HTML was necessary only because so few people had
been up the hypermedia learning curve, it was as
much as they could absorb en masse. That is the lesson of
history; one can't outrun the zeitgeist. The critical
question is will the implementation community will be
ready for XAML, Indigo, etc. when it is ready.
Hopefull, the XULies and the Mozies will be there
with their designs as well.
HTML will never go away. Kudzu. Gencoding
has been reinvented every five years since 1969.
There is no reason to believe that wash cycle won't
repeat indefinitely, but there is every reason
to believe that not everyone will have to do
their information laundry with the same model.
Jeez. Everyone was trying to kill Internet
Explorer. So now MS will do it for you and
you still aren't happy. There is just no
pleasing some people. :-)
len
From: Michael Champion [mailto:mc@xegesis.org]
On Monday, Nov 3, 2003, at 16:47 America/Detroit, Bullard, Claude L
(Len) wrote:
> The web is plumbing; not the washing machine.
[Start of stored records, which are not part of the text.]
// Copyright [2026] [Joseph Verdicchio]
//
// Licensed under the Apache License, Version 2.0 (the "License");
// you may not use this file except in compliance with the License.
// You may obtain a copy of the License at
//
//     http://www.apache.org/licenses/
//
// Unless required by applicable law or agreed to in writing, software
// distributed under the License is distributed on an "AS IS" BASIS,
// WITHOUT WARRANTIES OR CONDITIONS OF ANY KIND, either express or implied.
// See the License for the specific language governing permissions and
// limitations under the License.
//
// Copyright (c) 2026 Joseph Verdicchio and EvidenceOS Contributors
// SPDX-License-Identifier: Apache-2.0

//! wasmgate-broker
//!
//! The embedded durable broker backing tenant isolation: file-backed
//! work-queue streams (each message is delivered to exactly one consumer
//! until acknowledged), history-1 key-value buckets, and the process-wide
//! registry that lets reprovisioning reuse a running instance.
//!
//! Durability is a crc-checked append-only journal per stream and bucket;
//! replication across hosts is out of scope.

#![forbid(unsafe_code)]
#![deny(clippy::unwrap_used, clippy::expect_used, clippy::panic)]
#![cfg_attr(test, allow(clippy::unwrap_used, clippy::expect_used, clippy::panic))]

pub mod journal;
pub mod kv;
pub mod registry;
pub mod stream;
pub mod subject;

use std::collections::HashMap;
use std::path::{Path, PathBuf};
use std::sync::Arc;

use parking_lot::Mutex;
use thiserror::Error;

pub use crate::kv::{KvBucket, KvConfig};
pub use crate::registry::BrokerRegistry;
pub use crate::stream::{Delivery, Retention, Storage, Stream, StreamConfig};
pub use crate::subject::subject_matches;

#[derive(Debug, Error)]
pub enum BrokerError {
    #[error("broker i/o failure: {0}")]
    Io(#[from] std::io::Error),

    #[error("journal corrupt at {0}")]
    Corrupt(PathBuf),

    #[error("subject {subject} does not match stream {stream}")]
    SubjectMismatch { subject: String, stream: String },

    #[error("no stream accepts subject {0}")]
    NoMatchingStream(String),

    #[error("broker is not ready")]
    NotReady,
}

/// One broker instance: a data directory of streams and buckets.
pub struct Broker {
    data_dir: PathBuf,
    streams: Mutex<HashMap<String, Arc<Stream>>>,
    buckets: Mutex<HashMap<String, Arc<KvBucket>>>,
}

impl Broker {
    pub fn open(data_dir: impl AsRef<Path>) -> Result<Arc<Self>, BrokerError> {
        let data_dir = data_dir.as_ref().to_path_buf();
        std::fs::create_dir_all(data_dir.join("streams"))?;
        std::fs::create_dir_all(data_dir.join("kv"))?;
        Ok(Arc::new(Self {
            data_dir,
            streams: Mutex::new(HashMap::new()),
            buckets: Mutex::new(HashMap::new()),
        }))
    }

    pub fn data_dir(&self) -> &Path {
        &self.data_dir
    }

    /// Creates the stream if it does not exist; an existing stream of the
    /// same name counts as success, which makes concurrent first-touch
    /// provisioning idempotent.
    pub fn ensure_stream(&self, cfg: StreamConfig) -> Result<Arc<Stream>, BrokerError> {
        let mut streams = self.streams.lock();
        if let Some(existing) = streams.get(&cfg.name) {
            return Ok(existing.clone());
        }
        let dir = self.data_dir.join("streams").join(&cfg.name);
        let name = cfg.name.clone();
        let stream = Stream::open(dir, cfg)?;
        streams.insert(name, stream.clone());
        Ok(stream)
    }

    pub fn stream(&self, name: &str) -> Option<Arc<Stream>> {
        self.streams.lock().get(name).cloned()
    }

    pub fn ensure_kv(&self, cfg: KvConfig) -> Result<Arc<KvBucket>, BrokerError> {
        let mut buckets = self.buckets.lock();
        if let Some(existing) = buckets.get(&cfg.bucket) {
            return Ok(existing.clone());
        }
        let dir = self.data_dir.join("kv").join(&cfg.bucket);
        let name = cfg.bucket.clone();
        let bucket = KvBucket::open(dir, cfg)?;
        buckets.insert(name, bucket.clone());
        Ok(bucket)
    }

    pub fn kv(&self, name: &str) -> Option<Arc<KvBucket>> {
        self.buckets.lock().get(name).cloned()
    }

    /// Routes a publish to the first open stream whose filter matches.
    pub fn publish(
        &self,
        subject: &str,
        msg_id: &str,
        body: &[u8],
    ) -> Result<(String, u64), BrokerError> {
        let target = {
            let streams = self.streams.lock();
            streams
                .values()
                .find(|s| s.accepts(subject))
                .cloned()
        };
        let Some(stream) = target else {
            return Err(BrokerError::NoMatchingStream(subject.to_string()));
        };
        let seq = stream.publish(subject, msg_id, body)?;
        Ok((stream.name().to_string(), seq))
    }

    /// Per-stream unacknowledged depth, for status reporting.
    pub fn stream_depths(&self) -> std::collections::BTreeMap<String, usize> {
        self.streams
            .lock()
            .iter()
            .map(|(name, stream)| (name.clone(), stream.depth()))
            .collect()
    }
}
> Pick the model that lets you adjust the load
> capacity and the hot/cold cycles according to
> the clothes to be washed. The pipes are just
> there.
>
The pipes are only there because most people agreed that simple and
cheap washing machines are better than fancy models that require you to
buy your plumbing from Maytag. <duck>
Without HTML, there would be no Web. Kill HTML and replace it with Son
of Blackbird/Longhorn, and HTTP will be next on the hit list. TCP/IP,
SMTP, etc. are pretty limited too, once you decide that cool and
proprietary are better than simple and standard. Where does that leave
us, other than back in the '80s where you picked you vendor, and that
determined who you got to exchange data with at a reasonable speed and
cost?
Of course, nobody, not Steve Ballmer in his most evil mood :-) wants to
kill the Internet, but it's not Just There, it's there because people
made tradeoffs between what is cool for some and what is interoperable
for all.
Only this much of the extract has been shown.